Wix customer support offers:
Callback support (24/7 for English speakers)
Live chat (EN live chat available Monday through Friday, 2 a.m. to 6 p.m. ET; also available in other languages)
Ticket submission
Help center (FAQ and forum)
Knowledge base articles with video tutorials
Squarespace customer support offers:
Email (24/7)
Live chat (available Monday through Friday, 4:00 a.m. to 8:00 p.m. ET; hours may differ for Australia and New Zealand)
X (24/7)
Facebook Messenger (24/7)
Help center (FAQ, knowledge base articles, videos, webinars, forum)
Bottom line: Both platforms have thorough support systems in place, but Wix's 24/7 callback phone line and support for additional languages give it an edge.
Pricing
In terms of pricing, Wix and Squarespace offer tiered plans to cater to a range of budgets and needs. Wix's pricing plans are structured to provide flexibility and scalability. It has options for individuals, businesses, eCommerce and agencies. Squarespace offers a similar range of plans with additional features tailored to creative professionals and online merchants.
Wix’s annual pricing plans:
Free plan ($0): Limited features and ads.
Light ($17/month): Basic plan for simple sites.
Core ($29/month): Basic eCommerce features and marketing suite.
Business $36/month): Geared towards growing your brand.
Business Elite ($159/month): Unlocks unlimited storage and scaling capabilities.
Enterprise: Custom plan for large corporations.
With each plan, you’ll get a free domain for one year. The amount of storage space increases with each plan along with how advanced the eCommerce and marketing features are. When it comes to payments, you’ll be able to take online payments with the Core plan and above. You can use Wix’s free plan for as long as you like. This is a great way to get familiar with it without spending a dime, but we do recommend upgrading your plan to remove the Wix ad banner. An upgraded plan will also allow you to use your domain and unlock more marketing, eCommerce and analytics features with larger storage space.

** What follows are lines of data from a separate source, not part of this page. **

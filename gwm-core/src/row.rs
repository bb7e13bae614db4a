use serde::{Deserialize, Serialize};
use serde_json::{Map, Value};

/// A single observation row.
///
/// Columns differ between variables, so the row keeps the backend's JSON
/// object as-is and callers read fields by name using the column names in
/// [`VariableSpec`](crate::VariableSpec).
#[derive(Debug, Clone, PartialEq, Default, Serialize, Deserialize)]
#[serde(transparent)]
pub struct Row(pub Map<String, Value>);

impl Row {
    pub fn new() -> Self {
        Self(Map::new())
    }

    /// Build a row from `(field, value)` pairs.
    pub fn from_pairs<I, K>(pairs: I) -> Self
    where
        I: IntoIterator<Item = (K, Value)>,
        K: Into<String>,
    {
        Self(pairs.into_iter().map(|(k, v)| (k.into(), v)).collect())
    }

    pub fn get(&self, field: &str) -> Option<&Value> {
        self.0.get(field)
    }

    pub fn insert(&mut self, field: impl Into<String>, value: Value) {
        self.0.insert(field.into(), value);
    }

    /// True when the field is missing or JSON null.
    pub fn is_null(&self, field: &str) -> bool {
        matches!(self.0.get(field), None | Some(Value::Null))
    }

    /// Point code as a trimmed, non-empty string.
    ///
    /// Numeric codes are accepted and rendered as text.
    pub fn code(&self, field: &str) -> Option<String> {
        match self.0.get(field)? {
            Value::String(s) => {
                let trimmed = s.trim();
                (!trimmed.is_empty()).then(|| trimmed.to_string())
            }
            Value::Number(n) => Some(n.to_string()),
            _ => None,
        }
    }

    /// Numeric value of a field. Numeric strings are accepted; anything
    /// that does not yield a finite number is `None`.
    pub fn number(&self, field: &str) -> Option<f64> {
        let value = match self.0.get(field)? {
            Value::Number(n) => n.as_f64()?,
            Value::String(s) => s.trim().parse::<f64>().ok()?,
            _ => return None,
        };
        value.is_finite().then_some(value)
    }

    /// Textual value of a field, with numbers rendered as text.
    /// Empty strings are treated as absent.
    pub fn text(&self, field: &str) -> Option<String> {
        match self.0.get(field)? {
            Value::String(s) if !s.trim().is_empty() => Some(s.trim().to_string()),
            Value::Number(n) => Some(n.to_string()),
            Value::Bool(b) => Some(b.to_string()),
            _ => None,
        }
    }

    /// Keep only the given columns. An empty projection keeps everything.
    pub fn project(&self, columns: &[String]) -> Row {
        if columns.is_empty() {
            return self.clone();
        }
        Row(columns
            .iter()
            .filter_map(|c| self.0.get(c).map(|v| (c.clone(), v.clone())))
            .collect())
    }
}

impl From<Map<String, Value>> for Row {
    fn from(value: Map<String, Value>) -> Self {
        Self(value)
    }
}
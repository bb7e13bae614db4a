//! Retrieval of observation rows from a remote tabular backend.
//!
//! The backend is anything implementing [`TabularSource`]: it answers a
//! [`TableQuery`] (projection, equality / not-null filters, ordering) for one
//! inclusive [`PageRange`] at a time. [`paginate`] drives a source page by page
//! until a short page signals the end of the data.
//!
//! - [`MemorySource`]: rows held in memory, used for tests and offline fixtures
//! - `RestSource` (feature `api`): PostgREST-compatible HTTP backend

pub mod cancel;
pub mod error;
pub mod memory;
pub mod paginate;
pub mod query;
#[cfg(feature = "api")]
pub mod rest;

pub use cancel::CancelFlag;
pub use error::FetchError;
pub use memory::MemorySource;
pub use paginate::{fetch_all, fetch_all_with_cancel, fetch_table, fetch_table_with_cancel, DEFAULT_PAGE_SIZE};
pub use query::{Direction, Filter, PageRange, TableQuery};
#[cfg(feature = "api")]
pub use rest::{RestSource, RetryPolicy};

use gwm_core::Row;
use std::future::Future;

/// A remote tabular store answering one bounded page per request.
pub trait TabularSource {
    /// Rows `range.from..=range.to` of the query's result set.
    fn fetch_range(
        &self,
        query: &TableQuery,
        range: PageRange,
    ) -> impl Future<Output = Result<Vec<Row>, FetchError>>;
}

impl<S: TabularSource + ?Sized> TabularSource for &S {
    fn fetch_range(
        &self,
        query: &TableQuery,
        range: PageRange,
    ) -> impl Future<Output = Result<Vec<Row>, FetchError>> {
        (**self).fetch_range(query, range)
    }
}
//! Unified error types for Flowpilot

use std::time::Duration;
use thiserror::Error;

/// Unified error type for all Flowpilot operations
#[derive(Error, Debug)]
pub enum FlowError {
    // Browser errors
    #[error("Browser error: {0}")]
    Browser(String),

    #[error("Element not found: {selector}")]
    ElementNotFound { selector: String },

    #[error("Timed out after {waited:?} waiting for {what}")]
    WaitTimeout { what: String, waited: Duration },

    #[error("Submit control '{label}' never became enabled within {waited:?}")]
    SubmitDisabled { label: String, waited: Duration },

    // Generation errors
    #[error("Backend still reports '{label}' after {attempts} attempts")]
    BackendBroken { label: String, attempts: u32 },

    #[error("Expected at least {expected} new results, found {found}")]
    NoResults { expected: usize, found: usize },

    #[error("Invalid poll transition: {0}")]
    InvalidTransition(String),

    // Artifact errors
    #[error("Download failed: {0}")]
    Download(String),

    // Configuration errors
    #[error("Configuration error: {0}")]
    Config(String),

    // I/O errors
    #[error("I/O error: {0}")]
    Io(#[from] std::io::Error),

    #[error("Serialization error: {0}")]
    Serialization(#[from] serde_json::Error),

    // Generic
    #[error("{0}")]
    Other(String),
}

/// Result type alias using FlowError
pub type Result<T> = std::result::Result<T, FlowError>;

#[cfg(test)]
mod tests {
    use super::*;

    #[test]
    fn test_backend_broken_message_carries_label() {
        let err = FlowError::BackendBroken {
            label: "Something went wrong".to_string(),
            attempts: 3,
        };
        let msg = err.to_string();
        assert!(msg.contains("Something went wrong"));
        assert!(msg.contains('3'));
    }

    #[test]
    fn test_io_error_converts() {
        let io = std::io::Error::new(std::io::ErrorKind::NotFound, "missing");
        let err: FlowError = io.into();
        assert!(matches!(err, FlowError::Io(_)));
    }
}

You can try any of Wix’s paid plans for 14 days, and if you’re not 100% satisfied, you can get your money back.
Squarespace’s annual pricing plans:
Personal plan ($16/month): Ideal for bloggers and portfolios with basic features.
Business plan ($23/month): Ideal for small businesses. Products and services can be sold but with a 3% transaction fee.
Basic Commerce plan ($28/month): Ideal for small businesses with essential eCommerce features, products and services can be sold with a 0% transaction fee.
Advanced Commerce plan ($52/month): Tailored for larger stores with advanced eCommerce functionalities like shipping and discounts at checkout.
Enterprise: Custom plans for larger businesses.
With each Squarespace plan, you’ll get free domain registration, a mobile-optimized site and the ability to send invoices for free. Regarding eCommerce, you can sell products and services starting with the business plan, though you’ll have to pay a transaction fee unless you upgrade to a Commerce plan. Commerce plans and above come with more merchandising features, subscriptions, advanced shipping and more. Squarespace plans include a 14-day free trial and essential features like support and mobile optimization.
Bottom line: Wix and Squarespace both offer cost-effective plans, though Wix offers a free forever plan. At the end of the day, you get what you pay for and in both cases, the better the plan, the more you get.
Related reading: Wix vs. GoDaddy
So who will it be—Wix or Squarespace?
Deciding between Wix and Squarespace ultimately depends on your specific business and preferences. Overall, Wix emerges as a top contender, with a long list of integrated tools for sales, marketing and customer management that guarantee that your site is ‘business-ready’ from the get-go. Squarespace emerges as a good option for someone looking to design a straightforward and attractive website but isn’t seeking the level of advanced business tools that Wix has to offer.
Editor's note: The information presented in this article is true as of May 8, 2024, unless mentioned otherwise.